Two members of the Organization of Petroleum Exporting Countries (Opec) have clashed over whether the oil cartel will hold an emergency meeting before its next scheduled session in June, as oil prices continue to plump new lows.
Opec members have been hurt by the collapse in global oil prices, with Brent falling below $32 a barrel for the first time in 12 years yesterday. Its been compounded by the organisation's strategy of maintaining production levels, instead of reducing supply to boost prices. Its December meeting ended without agreement on a production ceiling, adding more downward pressure to oil prices.

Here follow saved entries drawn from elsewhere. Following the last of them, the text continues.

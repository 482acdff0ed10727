use std::time::Duration;

use anyhow::{bail, Context, Result};
use tanuki_runtime::ProcessorConfig;
use tanuki_session::{FileSessionStorage, Session, SessionKey, SessionManager};

use crate::cli_args::SessionsCommand;

pub(crate) fn open_session_manager(config: &ProcessorConfig) -> Result<SessionManager> {
    let storage = FileSessionStorage::new(&config.session_store_path);
    SessionManager::new(config.session_manager_config(), Box::new(storage)).with_context(|| {
        format!(
            "failed to open session store {}",
            config.session_store_path.display()
        )
    })
}

fn render_session_line(session: &Session) -> String {
    let providers = session
        .provider_sessions
        .keys()
        .map(|provider| provider.as_str())
        .collect::<Vec<_>>()
        .join(",");
    let mut line = format!(
        "{} last_provider={} providers={} last_used={}",
        session.issue_key,
        session.last_provider,
        providers,
        session.last_used.to_rfc3339()
    );
    if let Some(branch) = session.branch_name.as_deref() {
        line.push_str(&format!(" branch={branch}"));
    }
    if let Some(iid) = session.merge_request_iid {
        line.push_str(&format!(" mr=!{iid}"));
    }
    line
}

pub(crate) fn run_sessions_command(
    manager: &SessionManager,
    command: &SessionsCommand,
) -> Result<String> {
    match command {
        SessionsCommand::Stats => {
            let stats = manager.get_stats();
            Ok(serde_json::to_string_pretty(&stats)?)
        }
        SessionsCommand::List => {
            let sessions = manager.list();
            if sessions.is_empty() {
                return Ok("no sessions".to_string());
            }
            Ok(sessions
                .iter()
                .map(render_session_line)
                .collect::<Vec<_>>()
                .join("\n"))
        }
        SessionsCommand::Show { key } => {
            let Some(session) = manager.peek(&SessionKey::from_raw(key.trim())) else {
                bail!("no live session for '{key}'");
            };
            Ok(serde_json::to_string_pretty(&session)?)
        }
        SessionsCommand::Clean { max_idle_secs } => {
            let report = manager.clean_expired_sessions(max_idle_secs.map(Duration::from_secs))?;
            Ok(serde_json::to_string_pretty(&report)?)
        }
        SessionsCommand::Remove { key, provider } => {
            let removed = manager.remove_session(&SessionKey::from_raw(key.trim()), *provider)?;
            Ok(match (removed, provider) {
                (true, Some(provider)) => format!("removed {provider} conversation from {key}"),
                (true, None) => format!("removed session {key}"),
                (false, _) => format!("nothing to remove for {key}"),
            })
        }
    }
}

#[cfg(test)]
mod tests {
    use tanuki_provider::ProviderId;
    use tanuki_runtime::ProcessorConfig;
    use tanuki_session::{SessionKey, SessionMeta};
    use tempfile::tempdir;

    use super::{open_session_manager, run_sessions_command};
    use crate::cli_args::SessionsCommand;

    fn seeded_config(dir: &std::path::Path) -> ProcessorConfig {
        let config = ProcessorConfig {
            session_store_path: dir.join("sessions.json"),
            ..ProcessorConfig::default()
        };
        let manager = open_session_manager(&config).expect("manager");
        let meta = SessionMeta {
            branch_name: Some("claude-1-abcdef".to_string()),
            ..SessionMeta::default()
        };
        manager
            .set_session(&SessionKey::new(None, 11, 4), "s-claude", &meta, ProviderId::Claude)
            .expect("claude session");
        manager
            .set_session(
                &SessionKey::new(None, 11, 4),
                "s-codex",
                &SessionMeta::default(),
                ProviderId::Codex,
            )
            .expect("codex session");
        config
    }

    #[test]
    fn functional_sessions_list_and_show_read_the_persisted_store() {
        let dir = tempdir().expect("tempdir");
        let config = seeded_config(dir.path());
        let manager = open_session_manager(&config).expect("reopen");

        let listed = run_sessions_command(&manager, &SessionsCommand::List).expect("list");
        assert!(listed.starts_with("11:4 last_provider=codex providers=claude,codex"));
        assert!(listed.contains("branch=claude-1-abcdef"));

        let shown = run_sessions_command(
            &manager,
            &SessionsCommand::Show {
                key: "11:4".to_string(),
            },
        )
        .expect("show");
        assert!(shown.contains("\"s-codex\""));
        assert!(run_sessions_command(
            &manager,
            &SessionsCommand::Show {
                key: "11:5".to_string(),
            },
        )
        .is_err());
    }

    #[test]
    fn functional_sessions_remove_is_provider_scoped() {
        let dir = tempdir().expect("tempdir");
        let config = seeded_config(dir.path());
        let manager = open_session_manager(&config).expect("reopen");

        let output = run_sessions_command(
            &manager,
            &SessionsCommand::Remove {
                key: "11:4".to_string(),
                provider: Some(ProviderId::Codex),
            },
        )
        .expect("remove");
        assert_eq!(output, "removed codex conversation from 11:4");

        let reopened = open_session_manager(&config).expect("reopen again");
        let session = reopened.peek(&SessionKey::new(None, 11, 4)).expect("session");
        assert_eq!(session.last_provider, ProviderId::Claude);
        assert!(session.provider_session(ProviderId::Codex).is_none());
    }

    #[test]
    fn unit_sessions_stats_and_clean_report_json() {
        let dir = tempdir().expect("tempdir");
        let config = seeded_config(dir.path());
        let manager = open_session_manager(&config).expect("reopen");

        let stats = run_sessions_command(&manager, &SessionsCommand::Stats).expect("stats");
        let stats: serde_json::Value = serde_json::from_str(&stats).expect("stats json");
        assert_eq!(stats["total_sessions"], 1);
        assert_eq!(stats["total_provider_sessions"], 2);

        let cleaned = run_sessions_command(
            &manager,
            &SessionsCommand::Clean {
                max_idle_secs: Some(3_600),
            },
        )
        .expect("clean");
        let cleaned: serde_json::Value = serde_json::from_str(&cleaned).expect("clean json");
        assert_eq!(cleaned["removed_sessions"], 0);
    }
}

Speaking at an energy conference in Abu Dhabi, UAE energy minister, Suhail bin Mohammed al-Mazroui, said the current Opec strategy was working, but it would take between one to one-and-a-half years to complete.
"I'm not convinced Opec alone can change or can solely unilaterally change this strategy just because we have seen a low in the market," Mazroui said.
He added that while the first half of this year would be "tough" for the oil market, there would be a gradual recovery later in 2016, helped by an anticipated drop in non-Opec oil production.
The UAE's comments came after a Nigerian minister told Reuters that the 13-member organisation was working towards a meeting in February or March, which is before its next scheduled meeting on June 2.
However, one delegate from an African Opec country said that "there won't be any meeting".